- _Data under study_:
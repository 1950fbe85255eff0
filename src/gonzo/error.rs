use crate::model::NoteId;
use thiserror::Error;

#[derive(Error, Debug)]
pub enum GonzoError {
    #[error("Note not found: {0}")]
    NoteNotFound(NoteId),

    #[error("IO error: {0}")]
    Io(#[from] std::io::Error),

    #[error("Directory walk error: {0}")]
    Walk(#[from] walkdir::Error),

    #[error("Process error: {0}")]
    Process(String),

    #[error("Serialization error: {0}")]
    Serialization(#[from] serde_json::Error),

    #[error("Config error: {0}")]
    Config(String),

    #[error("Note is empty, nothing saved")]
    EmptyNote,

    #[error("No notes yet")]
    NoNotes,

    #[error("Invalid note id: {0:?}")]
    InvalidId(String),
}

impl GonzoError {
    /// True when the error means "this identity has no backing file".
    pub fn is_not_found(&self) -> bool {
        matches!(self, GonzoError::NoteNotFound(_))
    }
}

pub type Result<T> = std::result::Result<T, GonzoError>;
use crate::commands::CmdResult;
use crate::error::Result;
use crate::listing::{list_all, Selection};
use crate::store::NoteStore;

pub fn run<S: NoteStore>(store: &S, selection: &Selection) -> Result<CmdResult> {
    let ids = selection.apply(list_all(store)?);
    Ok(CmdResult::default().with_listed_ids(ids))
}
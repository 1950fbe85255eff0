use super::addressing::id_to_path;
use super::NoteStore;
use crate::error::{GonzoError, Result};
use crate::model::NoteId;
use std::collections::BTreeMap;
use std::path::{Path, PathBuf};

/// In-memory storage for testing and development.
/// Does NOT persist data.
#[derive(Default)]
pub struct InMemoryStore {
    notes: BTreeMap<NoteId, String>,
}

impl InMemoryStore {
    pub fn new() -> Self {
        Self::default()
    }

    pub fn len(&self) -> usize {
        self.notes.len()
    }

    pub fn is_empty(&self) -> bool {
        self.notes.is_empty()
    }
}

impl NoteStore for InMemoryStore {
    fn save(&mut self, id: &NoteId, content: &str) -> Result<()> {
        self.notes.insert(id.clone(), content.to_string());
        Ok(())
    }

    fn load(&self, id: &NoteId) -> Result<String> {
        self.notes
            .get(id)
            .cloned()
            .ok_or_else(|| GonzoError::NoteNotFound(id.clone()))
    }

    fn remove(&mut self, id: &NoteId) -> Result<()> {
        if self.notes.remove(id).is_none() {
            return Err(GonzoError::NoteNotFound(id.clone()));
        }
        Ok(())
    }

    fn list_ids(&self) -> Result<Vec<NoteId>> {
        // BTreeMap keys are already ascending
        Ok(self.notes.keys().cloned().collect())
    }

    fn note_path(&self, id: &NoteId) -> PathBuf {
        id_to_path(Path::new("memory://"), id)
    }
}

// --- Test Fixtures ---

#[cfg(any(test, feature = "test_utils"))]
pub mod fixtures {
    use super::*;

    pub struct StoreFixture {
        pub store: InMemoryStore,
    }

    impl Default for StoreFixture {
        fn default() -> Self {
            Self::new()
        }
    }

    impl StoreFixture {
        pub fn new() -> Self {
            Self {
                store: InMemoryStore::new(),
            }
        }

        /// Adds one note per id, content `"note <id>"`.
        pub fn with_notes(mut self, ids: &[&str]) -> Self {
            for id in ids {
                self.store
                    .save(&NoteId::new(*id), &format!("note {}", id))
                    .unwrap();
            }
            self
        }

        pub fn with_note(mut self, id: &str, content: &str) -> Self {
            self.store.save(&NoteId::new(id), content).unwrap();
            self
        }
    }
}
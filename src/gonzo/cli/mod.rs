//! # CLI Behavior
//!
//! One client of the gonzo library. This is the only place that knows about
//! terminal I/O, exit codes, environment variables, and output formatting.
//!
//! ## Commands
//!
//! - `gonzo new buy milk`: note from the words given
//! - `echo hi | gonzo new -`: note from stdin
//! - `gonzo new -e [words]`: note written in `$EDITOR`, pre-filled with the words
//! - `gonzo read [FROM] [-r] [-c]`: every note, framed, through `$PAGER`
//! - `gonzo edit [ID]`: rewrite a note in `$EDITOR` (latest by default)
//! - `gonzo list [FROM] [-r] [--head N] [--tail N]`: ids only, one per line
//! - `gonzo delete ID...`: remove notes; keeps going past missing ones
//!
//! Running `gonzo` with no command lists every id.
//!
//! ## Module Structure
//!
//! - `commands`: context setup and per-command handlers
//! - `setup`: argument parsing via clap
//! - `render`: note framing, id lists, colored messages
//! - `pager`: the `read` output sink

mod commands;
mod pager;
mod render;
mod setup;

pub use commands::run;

- _What to do_: Without omitting anything, output the data verbatim.

- _Completed task_:
repository 1950fbe85255eff0
filename src/gonzo/error.rs
use crate::model::NoteId;
use thiserror::Error;

#[derive(Error, Debug)]
pub enum GonzoError {
    #[error("Note not found: {0}")]
    NoteNotFound(NoteId),

    #[error("IO error: {0}")]
    Io(#[from] std::io::Error),

    #[error("Directory walk error: {0}")]
    Walk(#[from] walkdir::Error),

    #[error("Process error: {0}")]
    Process(String),

    #[error("Serialization error: {0}")]
    Serialization(#[from] serde_json::Error),

    #[error("Config error: {0}")]
    Config(String),

    #[error("Note is empty, nothing saved")]
    EmptyNote,

    #[error("No notes yet")]
    NoNotes,

    #[error("Invalid note id: {0:?}")]
    InvalidId(String),
}

impl GonzoError {
    /// True when the error means "this identity has no backing file".
    pub fn is_not_found(&self) -> bool {
        matches!(self, GonzoError::NoteNotFound(_))
    }
}

pub type Result<T> = std::result::Result<T, GonzoError>;
use crate::commands::CmdResult;
use crate::error::Result;
use crate::listing::{list_all, Selection};
use crate::store::NoteStore;

pub fn run<S: NoteStore>(store: &S, selection: &Selection) -> Result<CmdResult> {
    let ids = selection.apply(list_all(store)?);
    Ok(CmdResult::default().with_listed_ids(ids))
}
repository 1950fbe85255eff0
use super::addressing::id_to_path;
use super::NoteStore;
use crate::error::{GonzoError, Result};
use crate::model::NoteId;
use std::collections::BTreeMap;
use std::path::{Path, PathBuf};

/// In-memory storage for testing and development.
/// Does NOT persist data.
#[derive(Default)]
pub struct InMemoryStore {
    notes: BTreeMap<NoteId, String>,
}

impl InMemoryStore {
    pub fn new() -> Self {
        Self::default()
    }

    pub fn len(&self) -> usize {
        self.notes.len()
    }

    pub fn is_empty(&self) -> bool {
        self.notes.is_empty()
    }
}

impl NoteStore for InMemoryStore {
    fn save(&mut self, id: &NoteId, content: &str) -> Result<()> {
        self.notes.insert(id.clone(), content.to_string());
        Ok(())
    }

    fn load(&self, id: &NoteId) -> Result<String> {
        self.notes
            .get(id)
            .cloned()
            .ok_or_else(|| GonzoError::NoteNotFound(id.clone()))
    }

    fn remove(&mut self, id: &NoteId) -> Result<()> {
        if self.notes.remove(id).is_none() {
            return Err(GonzoError::NoteNotFound(id.clone()));
        }
        Ok(())
    }

    fn list_ids(&self) -> Result<Vec<NoteId>> {
        // BTreeMap keys are already ascending
        Ok(self.notes.keys().cloned().collect())
    }

    fn note_path(&self, id: &NoteId) -> PathBuf {
        id_to_path(Path::new("memory://"), id)
    }
}

// --- Test Fixtures ---

#[cfg(any(test, feature = "test_utils"))]
pub mod fixtures {
    use super::*;

    pub struct StoreFixture {
        pub store: InMemoryStore,
    }

    impl Default for StoreFixture {
        fn default() -> Self {
            Self::new()
        }
    }

    impl StoreFixture {
        pub fn new() -> Self {
            Self {
                store: InMemoryStore::new(),
            }
        }

        /// Adds one note per id, content `"note <id>"`.
        pub fn with_notes(mut self, ids: &[&str]) -> Self {
            for id in ids {
                self.store
                    .save(&NoteId::new(*id), &format!("note {}", id))
                    .unwrap();
            }
            self
        }

        pub fn with_note(mut self, id: &str, content: &str) -> Self {
            self.store.save(&NoteId::new(id), content).unwrap();
            self
        }
    }
}
filename src/gonzo/cli/mod.rs
//! # CLI Behavior
//!
//! One client of the gonzo library. This is the only place that knows about
//! terminal I/O, exit codes, environment variables, and output formatting.
//!
//! ## Commands
//!
//! - `gonzo new buy milk`: note from the words given
//! - `echo hi | gonzo new -`: note from stdin
//! - `gonzo new -e [words]`: note written in `$EDITOR`, pre-filled with the words
//! - `gonzo read [FROM] [-r] [-c]`: every note, framed, through `$PAGER`
//! - `gonzo edit [ID]`: rewrite a note in `$EDITOR` (latest by default)
//! - `gonzo list [FROM] [-r] [--head N] [--tail N]`: ids only, one per line
//! - `gonzo delete ID...`: remove notes; keeps going past missing ones
//!
//! Running `gonzo` with no command lists every id.
//!
//! ## Module Structure
//!
//! - `commands`: context setup and per-command handlers
//! - `setup`: argument parsing via clap
//! - `render`: note framing, id lists, colored messages
//! - `pager`: the `read` output sink

mod commands;
mod pager;
mod render;
mod setup;

pub use commands::run;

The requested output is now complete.